A practical guide to the computer-use API

If you have spent any time near AI agents in the last year, you have heard the pitch: hand a model your screen and it will do the work a person would do with a mouse and keyboard. That capability ships today as the computer use API, and the two best-known versions come from Anthropic (the computer-use beta on Claude) and OpenAI (the computer-use-preview model behind the Responses API). Both let a model look at a screenshot, decide on an action, and drive a real interface. This guide explains how the computer use API actually works under the hood, what it costs you in latency and tokens, where it is genuinely the right tool, and where a browser-only approach beats it for the everyday case of "the task lives in a web app." I will be specific about the trade-offs, because the marketing rarely is.

What the computer use API is, in plain terms

A computer use API is a model plus a tool definition that turns a visual perception problem into a sequence of UI actions. You give the model a goal in natural language and a screenshot of the current state. The model reasons about what it sees and returns a structured action — click at these coordinates, type this text, scroll down, press this key. Your code executes that action against a real environment, takes a fresh screenshot, and sends it back. The model looks at the new state and decides the next move. That loop continues until the task is done or the model asks for help.

The important thing to internalize is that the model does not "have" your computer. It cannot click anything on its own. It emits intentions, and you — through a harness you write or adopt — translate those intentions into real input events and feed the consequences back. The model is the brain; your harness is the hands. This is true for both major providers, and it shapes everything about cost, reliability, and security that follows.

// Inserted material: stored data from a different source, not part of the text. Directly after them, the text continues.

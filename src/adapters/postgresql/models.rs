//! PostgreSQL row models
//!
//! Mapping between table rows and domain types.

use crate::adapters::store::StoredRead;
use crate::domain::exhibition::ExhibitionDocument;
use crate::domain::ids::{ExhibitionId, MuseumId};
use crate::domain::venue::Venue;
use crate::domain::{CuratorError, Result};
use chrono::{DateTime, Utc};
use serde_json::Value;
use tokio_postgres::Row;

/// Row of the `exhibitions` table
#[derive(Debug, Clone)]
pub struct ExhibitionRow {
    /// Document identity
    pub id: String,

    /// Venue the document belongs to
    pub museum_id: String,

    /// Document body as JSONB
    pub data: Value,

    /// Row creation time
    pub created_at: DateTime<Utc>,

    /// Last write time
    pub updated_at: DateTime<Utc>,
}

impl ExhibitionRow {
    /// Build a row for a newly created document
    pub fn from_document(id: &ExhibitionId, document: &ExhibitionDocument) -> Result<Self> {
        Ok(Self {
            id: id.as_str().to_string(),
            museum_id: document.museum_id.as_str().to_string(),
            data: document.to_json()?,
            created_at: document.created_at,
            updated_at: document.updated_at,
        })
    }

    /// Decode the JSONB body into what a transaction read
    pub fn decode(data: Value) -> StoredRead {
        match ExhibitionDocument::from_json(data) {
            Ok(document) => StoredRead::Present(document),
            Err(e) => StoredRead::Malformed(e.to_string()),
        }
    }
}

/// Reads `(id, data)` from a row of the `exhibitions` table
pub fn exhibition_read_from_row(row: &Row) -> Result<(ExhibitionId, StoredRead)> {
    let id: String = row
        .try_get("id")
        .map_err(|e| CuratorError::Database(format!("Failed to read exhibition id: {e}")))?;
    let data: Value = row
        .try_get("data")
        .map_err(|e| CuratorError::Database(format!("Failed to read exhibition data: {e}")))?;

    let id = ExhibitionId::new(id).map_err(CuratorError::Database)?;
    Ok((id, ExhibitionRow::decode(data)))
}

/// Row of the `museums` table
#[derive(Debug, Clone)]
pub struct MuseumRow {
    pub id: String,
    pub name: String,
    pub aliases: Vec<String>,
    pub scrape_url: Option<String>,
    pub scrape_enabled: bool,
}

impl MuseumRow {
    /// Read a museum row
    pub fn from_row(row: &Row) -> Result<Self> {
        let get_err = |column: &str, e: tokio_postgres::Error| {
            CuratorError::Database(format!("Failed to read museums.{column}: {e}"))
        };

        Ok(Self {
            id: row.try_get("id").map_err(|e| get_err("id", e))?,
            name: row.try_get("name").map_err(|e| get_err("name", e))?,
            aliases: row.try_get("aliases").map_err(|e| get_err("aliases", e))?,
            scrape_url: row
                .try_get("scrape_url")
                .map_err(|e| get_err("scrape_url", e))?,
            scrape_enabled: row
                .try_get("scrape_enabled")
                .map_err(|e| get_err("scrape_enabled", e))?,
        })
    }

    /// Convert to the domain venue
    pub fn into_venue(self) -> Result<Venue> {
        let id = MuseumId::new(self.id).map_err(CuratorError::Database)?;
        Ok(Venue {
            id,
            name: self.name,
            aliases: self.aliases,
            scrape_url: self.scrape_url,
            scrape_enabled: self.scrape_enabled,
        })
    }
}

#[cfg(test)]
mod tests {
    use super::*;
    use crate::domain::exhibition::{ExhibitionStatus, Origin};
    use serde_json::json;

    #[test]
    fn test_row_from_document() {
        let now = Utc::now();
        let document = ExhibitionDocument {
            title: "Hokusai".to_string(),
            venue: "Tokyo National Museum".to_string(),
            museum_id: MuseumId::new("tnm").unwrap(),
            start_date: None,
            end_date: None,
            status: ExhibitionStatus::Pending,
            origin: Origin::Scrape,
            is_excluded: false,
            has_date_changed: false,
            created_at: now,
            updated_at: now,
            official_url: None,
            image_url: None,
        };
        let id = ExhibitionId::new("abc").unwrap();

        let row = ExhibitionRow::from_document(&id, &document).unwrap();
        assert_eq!(row.id, "abc");
        assert_eq!(row.museum_id, "tnm");
        assert_eq!(row.data["museumId"], "tnm");
        assert_eq!(row.created_at, now);
    }

    #[test]
    fn test_decode_malformed() {
        let read = ExhibitionRow::decode(json!({"title": 42}));
        assert!(matches!(read, StoredRead::Malformed(_)));
    }

    #[test]
    fn test_museum_row_into_venue() {
        let row = MuseumRow {
            id: "tnm".to_string(),
            name: "Tokyo National Museum".to_string(),
            aliases: vec!["TNM".to_string()],
            scrape_url: None,
            scrape_enabled: true,
        };
        let venue = row.into_venue().unwrap();
        assert_eq!(venue.id.as_str(), "tnm");
        assert_eq!(venue.aliases, vec!["TNM"]);

        let empty = MuseumRow {
            id: " ".to_string(),
            name: "x".to_string(),
            aliases: Vec::new(),
            scrape_url: None,
            scrape_enabled: true,
        };
        assert!(empty.into_venue().is_err());
    }
}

That harness-in-the-middle design is the single most important thing to understand before you build on this, so it is worth saying twice in different words: nothing the model decides happens until your code makes it happen.

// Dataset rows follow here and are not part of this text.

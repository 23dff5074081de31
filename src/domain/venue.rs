//! Venue registry entries

use super::ids::MuseumId;
use serde::{Deserialize, Serialize};

/// A venue as listed by the registry
///
/// The reconciliation core only reads `id`, `name` and `aliases`; the scrape
/// fields drive which venues the extraction service is asked to crawl.
#[derive(Debug, Clone, PartialEq, Eq, Serialize, Deserialize)]
#[serde(rename_all = "camelCase")]
pub struct Venue {
    /// Stable registry ID
    pub id: MuseumId,

    /// Canonical venue name
    pub name: String,

    /// Alternative spellings that resolve to `name`
    #[serde(default)]
    pub aliases: Vec<String>,

    /// Page the extraction service should crawl
    #[serde(default)]
    pub scrape_url: Option<String>,

    /// Whether the venue takes part in scheduled scrapes
    #[serde(default = "default_scrape_enabled")]
    pub scrape_enabled: bool,
}

impl Venue {
    /// Creates a venue with no aliases and no scrape URL
    pub fn new(id: MuseumId, name: impl Into<String>) -> Self {
        Self {
            id,
            name: name.into(),
            aliases: Vec::new(),
            scrape_url: None,
            scrape_enabled: true,
        }
    }

    /// Adds aliases
    pub fn with_aliases<I, S>(mut self, aliases: I) -> Self
    where
        I: IntoIterator<Item = S>,
        S: Into<String>,
    {
        self.aliases.extend(aliases.into_iter().map(Into::into));
        self
    }

    /// Sets the scrape URL
    pub fn with_scrape_url(mut self, url: impl Into<String>) -> Self {
        self.scrape_url = Some(url.into());
        self
    }
}

/// Registry query filter
#[derive(Debug, Clone, Copy, Default, PartialEq, Eq)]
pub struct VenueFilter {
    /// Only return venues with `scrape_enabled = true`
    pub scrape_enabled_only: bool,
}

impl VenueFilter {
    /// Whether a venue passes the filter
    pub fn matches(&self, venue: &Venue) -> bool {
        !self.scrape_enabled_only || venue.scrape_enabled
    }
}

fn default_scrape_enabled() -> bool {
    true
}

#[cfg(test)]
mod tests {
    use super::*;

    #[test]
    fn test_venue_deserialize_defaults() {
        let venue: Venue =
            serde_json::from_str(r#"{"id": "tnm", "name": "Tokyo National Museum"}"#).unwrap();
        assert!(venue.aliases.is_empty());
        assert!(venue.scrape_enabled);
        assert!(venue.scrape_url.is_none());
    }

    #[test]
    fn test_venue_filter() {
        let mut venue = Venue::new(MuseumId::new("tnm").unwrap(), "Tokyo National Museum");
        let filter = VenueFilter {
            scrape_enabled_only: true,
        };
        assert!(filter.matches(&venue));

        venue.scrape_enabled = false;
        assert!(!filter.matches(&venue));
        assert!(VenueFilter::default().matches(&venue));
    }
}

Anthropic exposes this through a beta header (the current path uses computer-use-2025-11-24) and a computer tool that the supported Claude 4.x models know how to call, alongside companion text_editor and bash tools for file and shell work. OpenAI exposes a dedicated computer-use-preview model and a computer_use_preview tool that is only usable in the Responses API, where you declare a display size and an environment of browser, mac, windows, or ubuntu. Different surface, same core idea.

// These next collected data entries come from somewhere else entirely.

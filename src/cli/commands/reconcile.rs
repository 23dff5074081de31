//! Reconcile command implementation
//!
//! Loads records from a file or the extraction service, resolves venues from
//! the registry and reconciles the records group by group.

use crate::adapters::extraction::{parse_extraction_output, ExtractionClient, ParsedExtraction};
use crate::adapters::store::create_store_and_registry;
use crate::config::load_config;
use crate::config::schema::CuratorConfig;
use crate::core::reconcile::{BatchCoordinator, OriginPolicy, ReconcileSummary, ReconciliationEngine};
use crate::core::venue::VenueMaps;
use crate::domain::exhibition::Origin;
use crate::domain::venue::{Venue, VenueFilter};
use clap::Args;
use std::path::{Path, PathBuf};
use std::str::FromStr;
use std::sync::Arc;
use tokio::sync::watch;

/// Arguments for the reconcile command
#[derive(Args, Debug)]
pub struct ReconcileArgs {
    /// JSON file of scraped records (array, or object with an `exhibitions` array).
    /// Without it, records are extracted from each venue's scrape URL.
    #[arg(short, long, value_name = "FILE")]
    pub input: Option<PathBuf>,

    /// Origin recorded on created documents (scrape, scrape-feed, manual)
    #[arg(long)]
    pub origin: Option<String>,

    /// Override the reconciliation group size
    #[arg(long)]
    pub group_size: Option<usize>,

    /// Only extract these venues (names or aliases, repeatable)
    #[arg(long = "venue", value_name = "NAME")]
    pub venues: Vec<String>,
}

impl ReconcileArgs {
    /// Execute the reconcile command
    pub async fn execute(
        &self,
        config_path: &str,
        shutdown_signal: watch::Receiver<bool>,
    ) -> anyhow::Result<i32> {
        tracing::info!("Starting reconcile command");

        let mut config = match load_config(config_path) {
            Ok(c) => c,
            Err(e) => {
                tracing::error!(error = %e, "Failed to load configuration");
                eprintln!("Failed to load configuration: {e}");
                return Ok(2);
            }
        };

        let origin = match self.apply_overrides(&mut config) {
            Ok(origin) => origin,
            Err(e) => {
                tracing::error!(error = %e, "Configuration validation failed");
                eprintln!("Configuration validation failed: {e}");
                return Ok(2);
            }
        };

        let policy = match OriginPolicy::from_config(&config.reconcile.origin_fields) {
            Ok(p) => p,
            Err(e) => {
                eprintln!("Invalid origin field policy: {e}");
                return Ok(2);
            }
        };

        let (store, registry) = match create_store_and_registry(&config).await {
            Ok(pair) => pair,
            Err(e) => {
                tracing::error!(error = %e, "Failed to create store");
                eprintln!("Failed to initialize store: {e}");
                return Ok(4);
            }
        };

        if let Err(e) = async {
            store.test_connection().await?;
            store.ensure_schema().await
        }
        .await
        {
            tracing::error!(error = %e, backend = store.backend_name(), "Store is not reachable");
            eprintln!("Failed to connect to store: {e}");
            return Ok(4);
        }

        let filter = VenueFilter {
            scrape_enabled_only: config.registry.scrape_enabled_only,
        };
        let venues = match registry.list_venues(&filter).await {
            Ok(v) => v,
            Err(e) => {
                tracing::error!(error = %e, source = registry.source_name(), "Failed to load venues");
                eprintln!("Failed to load venue registry: {e}");
                return Ok(4);
            }
        };
        let maps = VenueMaps::build(&venues);
        tracing::info!(venues = venues.len(), names = maps.len(), "Built venue maps");

        let parsed = match &self.input {
            Some(path) => match read_input(path).await {
                Ok(p) => p,
                Err(e) => {
                    tracing::error!(error = %e, path = %path.display(), "Failed to read input");
                    eprintln!("Failed to read input {}: {e}", path.display());
                    return Ok(5);
                }
            },
            None => {
                let Some(extraction) = config.extraction.clone() else {
                    eprintln!("No --input given and no [extraction] section configured");
                    return Ok(2);
                };
                let selected = match self.select_venues(&venues, &maps) {
                    Ok(v) => v,
                    Err(name) => {
                        eprintln!("Unknown venue: {name}");
                        return Ok(2);
                    }
                };
                let client = ExtractionClient::new(extraction)?;
                println!("Extracting {} venue(s) from {}", selected.len(), client.endpoint());
                let run = client.run_for_venues(&selected).await;
                if !run.failed_venues.is_empty() {
                    println!("  Extraction failed for: {}", run.failed_venues.join(", "));
                }
                run.parsed
            }
        };

        if parsed.rejected > 0 {
            println!("  {} extracted record(s) rejected as malformed", parsed.rejected);
        }

        let engine = Arc::new(ReconciliationEngine::new(store).with_policy(policy));
        let coordinator = BatchCoordinator::new(engine, config.reconcile.group_size)
            .with_shutdown_signal(shutdown_signal);

        println!(
            "Reconciling {} record(s) as '{origin}' in groups of {}",
            parsed.records.len(),
            coordinator.group_size()
        );

        let summary = coordinator.reconcile_all(&parsed.records, &maps, origin).await;
        print_summary(&summary);

        Ok(exit_code(&summary))
    }

    fn apply_overrides(&self, config: &mut CuratorConfig) -> Result<Origin, String> {
        if let Some(ref origin) = self.origin {
            config.reconcile.default_origin = Origin::from_str(origin)?;
        }
        if let Some(size) = self.group_size {
            tracing::info!(group_size = size, "Overriding group size from CLI");
            config.reconcile.group_size = size;
        }
        config.validate()?;
        Ok(config.reconcile.default_origin)
    }

    /// Venues named with `--venue`, or every venue when none are named
    fn select_venues(&self, venues: &[Venue], maps: &VenueMaps) -> Result<Vec<Venue>, String> {
        if self.venues.is_empty() {
            return Ok(venues.to_vec());
        }

        let mut selected = Vec::with_capacity(self.venues.len());
        for name in &self.venues {
            let canonical = maps.resolve(name).ok_or_else(|| name.clone())?;
            if let Some(venue) = venues.iter().find(|v| v.name.trim() == canonical) {
                if !selected.iter().any(|v: &Venue| v.id == venue.id) {
                    selected.push(venue.clone());
                }
            }
        }
        Ok(selected)
    }
}

async fn read_input(path: &Path) -> crate::domain::Result<ParsedExtraction> {
    let contents = tokio::fs::read_to_string(path).await?;
    let value: serde_json::Value = serde_json::from_str(&contents)?;
    parse_extraction_output(value)
}

fn print_summary(summary: &ReconcileSummary) {
    let counts = summary.counts;
    println!();
    println!("Reconciliation Summary:");
    println!("  Created: {}", counts.created);
    println!("  Updated: {}", counts.updated);
    println!("  Skipped: {}", counts.skipped);
    println!("  Errors: {}", counts.errors);
    println!(
        "  Groups: {}/{} ({} failed)",
        summary.groups_processed, summary.groups_total, summary.groups_failed
    );
    println!("  Duration: {:.2}s", summary.duration.as_secs_f64());
    if summary.interrupted {
        println!(
            "  Interrupted: {} record(s) not processed",
            summary.records_not_processed
        );
    }

    let errored: Vec<_> = summary.errored().collect();
    if !errored.is_empty() {
        println!();
        println!("Errored records:");
        for outcome in errored.iter().take(10) {
            println!("  - {} @ {}: {}", outcome.title, outcome.venue, outcome.reason);
        }
        if errored.len() > 10 {
            println!("  ... and {} more", errored.len() - 10);
        }
    }
    println!();
}

/// Exit code for a finished run
pub fn exit_code(summary: &ReconcileSummary) -> i32 {
    if summary.interrupted {
        130
    } else if summary.counts.errors > 0 {
        1
    } else {
        0
    }
}

#[cfg(test)]
mod tests {
    use super::*;
    use crate::domain::ids::MuseumId;

    fn args(venues: &[&str]) -> ReconcileArgs {
        ReconcileArgs {
            input: None,
            origin: None,
            group_size: None,
            venues: venues.iter().map(|s| s.to_string()).collect(),
        }
    }

    fn registry() -> Vec<Venue> {
        vec![
            Venue::new(MuseumId::new("tnm").unwrap(), "Tokyo National Museum")
                .with_aliases(["TNM"]),
            Venue::new(MuseumId::new("mot").unwrap(), "Museum of Contemporary Art Tokyo"),
        ]
    }

    #[test]
    fn test_select_venues_by_alias() {
        let venues = registry();
        let maps = VenueMaps::build(&venues);

        let all = args(&[]).select_venues(&venues, &maps).unwrap();
        assert_eq!(all.len(), 2);

        let one = args(&["TNM", "Tokyo National Museum"])
            .select_venues(&venues, &maps)
            .unwrap();
        assert_eq!(one.len(), 1);
        assert_eq!(one[0].id.as_str(), "tnm");

        let err = args(&["Nowhere"]).select_venues(&venues, &maps).unwrap_err();
        assert_eq!(err, "Nowhere");
    }

    #[test]
    fn test_select_venues_with_padded_registry_name() {
        let venues = vec![Venue::new(MuseumId::new("mori").unwrap(), " Mori Art Museum ")];
        let maps = VenueMaps::build(&venues);

        let selected = args(&["Mori Art Museum"])
            .select_venues(&venues, &maps)
            .unwrap();
        assert_eq!(selected.len(), 1);
        assert_eq!(selected[0].id.as_str(), "mori");
    }

    #[test]
    fn test_apply_overrides() {
        let mut config = CuratorConfig::default();
        let mut a = args(&[]);
        a.origin = Some("manual".to_string());
        a.group_size = Some(20);
        assert_eq!(a.apply_overrides(&mut config).unwrap(), Origin::Manual);
        assert_eq!(config.reconcile.group_size, 20);

        a.origin = Some("crawler".to_string());
        assert!(a.apply_overrides(&mut config).is_err());
    }

    #[test]
    fn test_exit_codes() {
        let mut summary = ReconcileSummary::new();
        assert_eq!(exit_code(&summary), 0);
        summary.counts.errors = 1;
        assert_eq!(exit_code(&summary), 1);
        summary.interrupted = true;
        assert_eq!(exit_code(&summary), 130);
    }
}
//! Title normalization applied before hashing

use unicode_normalization::UnicodeNormalization;

/// Normalizes an exhibition title for identity derivation
///
/// Applies Unicode NFKC (folds full-width and compatibility forms), lowercases,
/// collapses every whitespace run to a single ASCII space and trims. Existing
/// document identities depend on this exact sequence.
pub fn normalize_title(title: &str) -> String {
    let folded: String = title.nfkc().collect::<String>().to_lowercase();
    folded.split_whitespace().collect::<Vec<_>>().join(" ")
}

#[cfg(test)]
mod tests {
    use super::*;
    use test_case::test_case;

    #[test_case("Hokusai", "hokusai" ; "lowercase")]
    #[test_case("  Hokusai \t and\n Hiroshige  ", "hokusai and hiroshige" ; "whitespace collapsed")]
    #[test_case("ＭＯＭＡ　Ｃｏｌｌｅｃｔｉｏｎ", "moma collection" ; "full width and ideographic space")]
    #[test_case("ｶﾀｶﾅ", "カタカナ" ; "half width katakana")]
    #[test_case("Chim↑Pom", "chim↑pom" ; "symbols kept")]
    #[test_case("", "" ; "empty")]
    fn test_normalize_title(input: &str, expected: &str) {
        assert_eq!(normalize_title(input), expected);
    }

    #[test]
    fn test_normalize_is_idempotent() {
        let once = normalize_title("Ｔｈｅ  Great   WAVE");
        assert_eq!(normalize_title(&once), once);
    }
}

How the screenshot-action loop actually works

Let's walk one iteration end to end, because the mechanics explain the costs.

1. Capture state. Your harness takes a screenshot of the target — a browser tab, a virtual desktop, an app window — and sends it to the model along with the running conversation and the task.
2. Model reasons and acts. The model parses the pixels, locates the relevant UI element, and returns an action with coordinates (for example, "left_click at 512, 318") or a typing/scroll/keypress instruction. Newer Claude actions even include a zoom so the model can request a full-resolution look at a region of the screen before committing to a click.
3. Harness executes. Your code maps those coordinates onto the live display and performs the real input event — usually via a browser automation library like Playwright for the browser environment, or OS-level input for a desktop.
4. Capture the result. Take a new screenshot reflecting what changed, send it back.
5. Repeat until the model emits a final answer or stops to ask for confirmation.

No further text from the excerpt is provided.